How to encode and decode base64

Base64 is one of the most common “data-to-text” encodings used in software systems. You’ll see it in APIs, JSON payloads, email attachments, JWTs, data URLs, and anywhere binary data must travel through systems designed primarily for text.

This article explains what Base64 is, how it works, when to use it, and how to encode/decode it correctly in popular languages and tools.

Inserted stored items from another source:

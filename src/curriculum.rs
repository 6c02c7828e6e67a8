use crate::catalog::{Catalog, LessonTrack};
use crate::error::{EngineError, Result};
use crate::session::SessionSummary;
use serde::{Deserialize, Serialize};
use std::collections::BTreeMap;

pub const PASSING_STARS: u8 = 3;
pub const PASSING_ACCURACY: u32 = 90;

/// Where a learner should go after finishing a lesson
#[derive(Debug, Clone, PartialEq, Eq, Serialize, Deserialize)]
#[serde(tag = "kind", content = "lessonId", rename_all = "camelCase")]
pub enum Recommendation {
    /// not good enough yet, repeat the lesson
    Remediate(String),
    Advance(String),
    /// last lesson of the last track passed
    CourseComplete,
}

impl Recommendation {
    /// Empty for a completed course
    pub fn lesson_ids(&self) -> Vec<String> {
        match self {
            Recommendation::Remediate(id) | Recommendation::Advance(id) => vec![id.clone()],
            Recommendation::CourseComplete => Vec::new(),
        }
    }
}

pub fn needs_remediation(summary: &SessionSummary) -> bool {
    summary.star_rating < PASSING_STARS || summary.accuracy < PASSING_ACCURACY
}

/// Pick the next lesson after `lesson_id` in `track_id` was finished with `summary`
pub fn recommend(
    catalog: &Catalog,
    track_id: &str,
    lesson_id: &str,
    summary: &SessionSummary,
) -> Result<Recommendation> {
    let track_idx = catalog
        .track_index(track_id)
        .ok_or_else(|| EngineError::InvalidLesson(track_id.to_string()))?;
    let track = &catalog.tracks[track_idx];
    let pos = track
        .position(lesson_id)
        .ok_or_else(|| EngineError::InvalidLesson(lesson_id.to_string()))?;

    if needs_remediation(summary) {
        return Ok(Recommendation::Remediate(lesson_id.to_string()));
    }

    if let Some(next) = track.lessons.get(pos + 1) {
        return Ok(Recommendation::Advance(next.id.clone()));
    }

    let next_track_start = catalog.tracks[track_idx + 1..]
        .iter()
        .find_map(|t| t.lessons.first());
    Ok(match next_track_start {
        Some(lesson) => Recommendation::Advance(lesson.id.clone()),
        None => Recommendation::CourseComplete,
    })
}

#[derive(Debug, Clone, Copy, Default, PartialEq, Eq, Serialize, Deserialize)]
#[serde(rename_all = "camelCase")]
pub struct LessonProgress {
    pub best_stars: u8,
    pub attempts: u32,
}

/// Learner-facing curriculum bookkeeping
#[derive(Debug, Clone, Default, PartialEq, Serialize, Deserialize)]
#[serde(rename_all = "camelCase")]
pub struct CurriculumState {
    pub tracks: Vec<LessonTrack>,
    pub selected_track_id: Option<String>,
    pub selected_lesson_id: Option<String>,
    pub completed: BTreeMap<String, LessonProgress>,
    pub recommended_lesson_ids: Vec<String>,
}

#[derive(Debug, Clone, PartialEq)]
pub enum CurriculumAction {
    SelectTrack(String),
    SelectLesson(String),
    LessonCompleted {
        lesson_id: String,
        stars: u8,
        recommendation: Recommendation,
    },
    /// forget progress, keep the tracks
    Reset,
}

impl CurriculumState {
    pub fn new(catalog: &Catalog) -> Self {
        Self {
            tracks: catalog.tracks.clone(),
            ..Self::default()
        }
    }

    /// Rebuild progress from stored history, oldest first
    pub fn replay<'a, I>(catalog: &Catalog, completions: I) -> Self
    where
        I: IntoIterator<Item = (&'a str, u8)>,
    {
        completions
            .into_iter()
            .fold(Self::new(catalog), |mut state, (lesson_id, stars)| {
                let entry = state.completed.entry(lesson_id.to_string()).or_default();
                entry.best_stars = entry.best_stars.max(stars);
                entry.attempts += 1;
                state
            })
    }

    pub fn progress(&self, lesson_id: &str) -> Option<LessonProgress> {
        self.completed.get(lesson_id).copied()
    }

    fn has_track(&self, track_id: &str) -> bool {
        self.tracks.iter().any(|t| t.id == track_id)
    }

    fn track_of(&self, lesson_id: &str) -> Option<&LessonTrack> {
        self.tracks
            .iter()
            .find(|t| t.lessons.iter().any(|l| l.id == lesson_id))
    }

    /// Prerequisites of the track are all finished with at least a passing rating
    pub fn is_unlocked(&self, track_id: &str) -> bool {
        let Some(track) = self.tracks.iter().find(|t| t.id == track_id) else {
            return false;
        };
        track.prerequisites.iter().all(|pre| {
            self.tracks
                .iter()
                .find(|t| &t.id == pre)
                .is_some_and(|t| {
                    t.lessons.iter().all(|l| {
                        self.progress(&l.id)
                            .is_some_and(|p| p.best_stars >= PASSING_STARS)
                    })
                })
        })
    }

    pub fn apply(self, action: CurriculumAction) -> Self {
        match action {
            CurriculumAction::SelectTrack(track_id) => {
                if !self.has_track(&track_id) {
                    return self;
                }
                let first = self
                    .tracks
                    .iter()
                    .find(|t| t.id == track_id)
                    .and_then(|t| t.lessons.first())
                    .map(|l| l.id.clone());
                Self {
                    selected_track_id: Some(track_id),
                    selected_lesson_id: first,
                    ..self
                }
            }
            CurriculumAction::SelectLesson(lesson_id) => {
                let Some(track_id) = self.track_of(&lesson_id).map(|t| t.id.clone()) else {
                    return self;
                };
                Self {
                    selected_track_id: Some(track_id),
                    selected_lesson_id: Some(lesson_id),
                    ..self
                }
            }
            CurriculumAction::LessonCompleted {
                lesson_id,
                stars,
                recommendation,
            } => {
                let mut completed = self.completed;
                let entry = completed.entry(lesson_id).or_default();
                entry.best_stars = entry.best_stars.max(stars);
                entry.attempts += 1;
                Self {
                    completed,
                    recommended_lesson_ids: recommendation.lesson_ids(),
                    ..self
                }
            }
            CurriculumAction::Reset => Self {
                completed: BTreeMap::new(),
                recommended_lesson_ids: Vec::new(),
                selected_lesson_id: None,
                selected_track_id: None,
                ..self
            },
        }
    }
}
use serde::{Deserialize, Serialize};

#[derive(Debug, Clone, Copy, PartialEq, Eq, Hash, PartialOrd, Ord, strum_macros::Display)]
#[strum(serialize_all = "kebab-case")]
pub enum Finger {
    LeftPinky,
    LeftRing,
    LeftMiddle,
    LeftIndex,
    Thumb,
    RightIndex,
    RightMiddle,
    RightRing,
    RightPinky,
}

/// Touch-typing finger for a character on a US QWERTY layout
pub fn finger_for(c: char) -> Option<Finger> {
    use Finger::*;
    let finger = match c.to_ascii_lowercase() {
        '`' | '~' | '1' | '!' | 'q' | 'a' | 'z' | '\t' => LeftPinky,
        '2' | '@' | 'w' | 's' | 'x' => LeftRing,
        '3' | '#' | 'e' | 'd' | 'c' => LeftMiddle,
        '4' | '$' | '5' | '%' | 'r' | 't' | 'f' | 'g' | 'v' | 'b' => LeftIndex,
        ' ' => Thumb,
        '6' | '^' | '7' | '&' | 'y' | 'u' | 'h' | 'j' | 'n' | 'm' => RightIndex,
        '8' | '*' | 'i' | 'k' | ',' | '<' => RightMiddle,
        '9' | '(' | 'o' | 'l' | '.' | '>' => RightRing,
        '0' | ')' | '-' | '_' | '=' | '+' | 'p' | '[' | '{' | ']' | '}' | '\\' | '|' | ';'
        | ':' | '\'' | '"' | '/' | '?' | '\n' => RightPinky,
        _ => return None,
    };
    Some(finger)
}

/// Keystrokes per finger
#[derive(Debug, Clone, Copy, Default, PartialEq, Eq, Serialize, Deserialize)]
#[serde(rename_all = "camelCase")]
pub struct FingerUsage {
    pub left_pinky: u32,
    pub left_ring: u32,
    pub left_middle: u32,
    pub left_index: u32,
    pub thumb: u32,
    pub right_index: u32,
    pub right_middle: u32,
    pub right_ring: u32,
    pub right_pinky: u32,
}

impl FingerUsage {
    pub fn record(&mut self, finger: Finger) {
        *self.slot(finger) += 1;
    }

    pub fn get(&self, finger: Finger) -> u32 {
        let mut copy = *self;
        *copy.slot(finger)
    }

    pub fn total(&self) -> u32 {
        self.left_pinky
            + self.left_ring
            + self.left_middle
            + self.left_index
            + self.thumb
            + self.right_index
            + self.right_middle
            + self.right_ring
            + self.right_pinky
    }

    fn slot(&mut self, finger: Finger) -> &mut u32 {
        match finger {
            Finger::LeftPinky => &mut self.left_pinky,
            Finger::LeftRing => &mut self.left_ring,
            Finger::LeftMiddle => &mut self.left_middle,
            Finger::LeftIndex => &mut self.left_index,
            Finger::Thumb => &mut self.thumb,
            Finger::RightIndex => &mut self.right_index,
            Finger::RightMiddle => &mut self.right_middle,
            Finger::RightRing => &mut self.right_ring,
            Finger::RightPinky => &mut self.right_pinky,
        }
    }
}
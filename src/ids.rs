use rand::Rng;
use std::sync::atomic::{AtomicU64, Ordering};

/// Allocates identifiers for sessions and persisted records
pub trait IdGenerator: Send + Sync {
    fn next_id(&self, prefix: &str) -> String;
}

/// Random 64-bit hex ids, e.g. `session-3f9c0a1b2c3d4e5f`
#[derive(Debug, Clone, Copy, Default)]
pub struct RandomIdGenerator;

impl IdGenerator for RandomIdGenerator {
    fn next_id(&self, prefix: &str) -> String {
        let value: u64 = rand::thread_rng().gen();
        format!("{prefix}-{value:016x}")
    }
}

/// Counter-based ids, e.g. `record-1`, `record-2`
#[derive(Debug, Default)]
pub struct SequentialIdGenerator {
    next: AtomicU64,
}

impl SequentialIdGenerator {
    pub fn new() -> Self {
        Self::starting_at(1)
    }

    pub fn starting_at(first: u64) -> Self {
        Self {
            next: AtomicU64::new(first),
        }
    }
}

impl IdGenerator for SequentialIdGenerator {
    fn next_id(&self, prefix: &str) -> String {
        let n = self.next.fetch_add(1, Ordering::SeqCst);
        format!("{prefix}-{n}")
    }
}

#[cfg(test)]
mod tests {
    use super::*;

    #[test]
    fn sequential_ids_are_deterministic() {
        let ids = SequentialIdGenerator::new();
        assert_eq!(ids.next_id("session"), "session-1");
        assert_eq!(ids.next_id("record"), "record-2");
    }

    #[test]
    fn random_ids_carry_prefix_and_differ() {
        let ids = RandomIdGenerator;
        let a = ids.next_id("record");
        let b = ids.next_id("record");
        assert!(a.starts_with("record-"));
        assert_eq!(a.len(), "record-".len() + 16);
        assert_ne!(a, b);
    }
}
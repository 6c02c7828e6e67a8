// Library surface shared by the CLI and integration tests.
pub mod analytics;
pub mod app_dirs;
pub mod catalog;
pub mod clock;
pub mod config;
pub mod curriculum;
pub mod engine;
pub mod error;
pub mod ids;
pub mod keyboard;
pub mod matcher;
pub mod metrics;
pub mod runtime;
pub mod session;
pub mod store;
pub mod util;

pub use engine::{EngineBuilder, SharedEngine, TypingEngine};
pub use error::{CatalogError, EngineError, StorageError};
pub use session::{EndReason, SessionSummary};
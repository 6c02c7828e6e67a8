pub mod file;
pub mod memory;
pub mod sqlite;

pub use file::FileStore;
pub use memory::MemoryStore;
pub use sqlite::SqliteStore;

use crate::config::{MAX_RECORDS, SESSIONS_KEY};
use crate::error::StorageError;
use crate::ids::IdGenerator;
use crate::session::SessionSummary;
use log::{debug, warn};
use serde::{Deserialize, Serialize};
use std::sync::Arc;

/// String blobs addressed by key
pub trait KeyValueStore: Send {
    fn get(&self, key: &str) -> Result<Option<String>, StorageError>;
    fn set(&mut self, key: &str, value: &str) -> Result<(), StorageError>;
    fn remove(&mut self, key: &str) -> Result<(), StorageError>;
}

impl<K: KeyValueStore + ?Sized> KeyValueStore for Box<K> {
    fn get(&self, key: &str) -> Result<Option<String>, StorageError> {
        (**self).get(key)
    }

    fn set(&mut self, key: &str, value: &str) -> Result<(), StorageError> {
        (**self).set(key, value)
    }

    fn remove(&mut self, key: &str) -> Result<(), StorageError> {
        (**self).remove(key)
    }
}

/// One persisted, completed session
#[derive(Debug, Clone, PartialEq, Serialize, Deserialize)]
#[serde(rename_all = "camelCase")]
pub struct TypingSessionRecord {
    pub id: String,
    pub lesson_id: String,
    pub lesson_title: String,
    #[serde(default, skip_serializing_if = "Option::is_none")]
    pub track_id: Option<String>,
    #[serde(default, skip_serializing_if = "Option::is_none")]
    pub track_name: Option<String>,
    pub summary: SessionSummary,
    /// milliseconds since the Unix epoch
    pub timestamp: i64,
}

/// Everything about a record except its id
#[derive(Debug, Clone, PartialEq)]
pub struct NewRecord {
    pub lesson_id: String,
    pub lesson_title: String,
    pub track_id: Option<String>,
    pub track_name: Option<String>,
    pub summary: SessionSummary,
    pub timestamp: i64,
}

/// Newest-first session history, capped at `max_records`.
///
/// Concurrent writers sharing one backend are last-writer-wins: each append
/// rewrites the whole list it read.
pub struct SessionStore<K: KeyValueStore> {
    backend: K,
    key: String,
    max_records: usize,
    ids: Arc<dyn IdGenerator>,
}

impl<K: KeyValueStore> std::fmt::Debug for SessionStore<K> {
    fn fmt(&self, f: &mut std::fmt::Formatter<'_>) -> std::fmt::Result {
        f.debug_struct("SessionStore")
            .field("key", &self.key)
            .field("max_records", &self.max_records)
            .finish()
    }
}

impl<K: KeyValueStore> SessionStore<K> {
    pub fn new(backend: K, ids: Arc<dyn IdGenerator>) -> Self {
        Self::with_options(backend, ids, SESSIONS_KEY, MAX_RECORDS)
    }

    pub fn with_options(
        backend: K,
        ids: Arc<dyn IdGenerator>,
        key: &str,
        max_records: usize,
    ) -> Self {
        Self {
            backend,
            key: key.to_string(),
            max_records,
            ids,
        }
    }

    pub fn backend(&self) -> &K {
        &self.backend
    }

    pub fn max_records(&self) -> usize {
        self.max_records
    }

    /// Stored records, newest first. Missing or corrupt data reads as empty.
    pub fn list(&self) -> Vec<TypingSessionRecord> {
        match self.load() {
            Ok(records) => records,
            Err(e) => {
                warn!("session history under {:?} is unreadable, treating as empty: {e}", self.key);
                Vec::new()
            }
        }
    }

    /// Raw read of the persisted list
    pub fn load(&self) -> Result<Vec<TypingSessionRecord>, StorageError> {
        match self.backend.get(&self.key)? {
            Some(blob) => Ok(serde_json::from_str(&blob)?),
            None => Ok(Vec::new()),
        }
    }

    /// Raw overwrite of the persisted list, trimmed to the cap
    pub fn save(&mut self, records: &[TypingSessionRecord]) -> Result<(), StorageError> {
        let kept = &records[..records.len().min(self.max_records)];
        let blob = serde_json::to_string(kept)?;
        self.backend.set(&self.key, &blob)
    }

    /// Insert newest-first. Only a corrupt blob is replaced; read failures are returned.
    pub fn append(&mut self, record: TypingSessionRecord) -> Result<(), StorageError> {
        let mut records = match self.load() {
            Ok(records) => records,
            Err(StorageError::Serialize(e)) => {
                warn!("replacing corrupt session history under {:?}: {e}", self.key);
                Vec::new()
            }
            Err(e) => return Err(e),
        };
        records.insert(0, record);
        if records.len() > self.max_records {
            let evicted = records.len() - self.max_records;
            records.truncate(self.max_records);
            debug!("evicted {evicted} oldest session record(s)");
        }
        self.save(&records)
    }

    /// Assign an id and append
    pub fn record(&mut self, new: NewRecord) -> Result<TypingSessionRecord, StorageError> {
        let record = TypingSessionRecord {
            id: self.ids.next_id("record"),
            lesson_id: new.lesson_id,
            lesson_title: new.lesson_title,
            track_id: new.track_id,
            track_name: new.track_name,
            summary: new.summary,
            timestamp: new.timestamp,
        };
        self.append(record.clone())?;
        Ok(record)
    }

    pub fn clear(&mut self) -> Result<(), StorageError> {
        self.backend.remove(&self.key)
    }
}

What Base64 Is (and What It Isn’t)

Base64 is an encoding, not encryption.
It converts arbitrary bytes into a limited set of ASCII characters so the data can be safely transmitted or embedded in text-based formats.

Encoding goal: represent binary data using printable characters.
Security: Base64 does not hide data; anyone can decode it.
Compression: Base64 increases size (roughly 33% overhead), so it is not a compression technique.

Why Base64 Exists

Many protocols and storage formats historically assumed text content (and sometimes only ASCII). Raw bytes can break these systems due to:

reserved control characters (e.g., newline, null byte)
encoding/charset conversions (UTF-8 vs legacy encodings)
transport layers that are not “binary clean”

Base64 solves this by producing text made only from characters that survive these paths reliably.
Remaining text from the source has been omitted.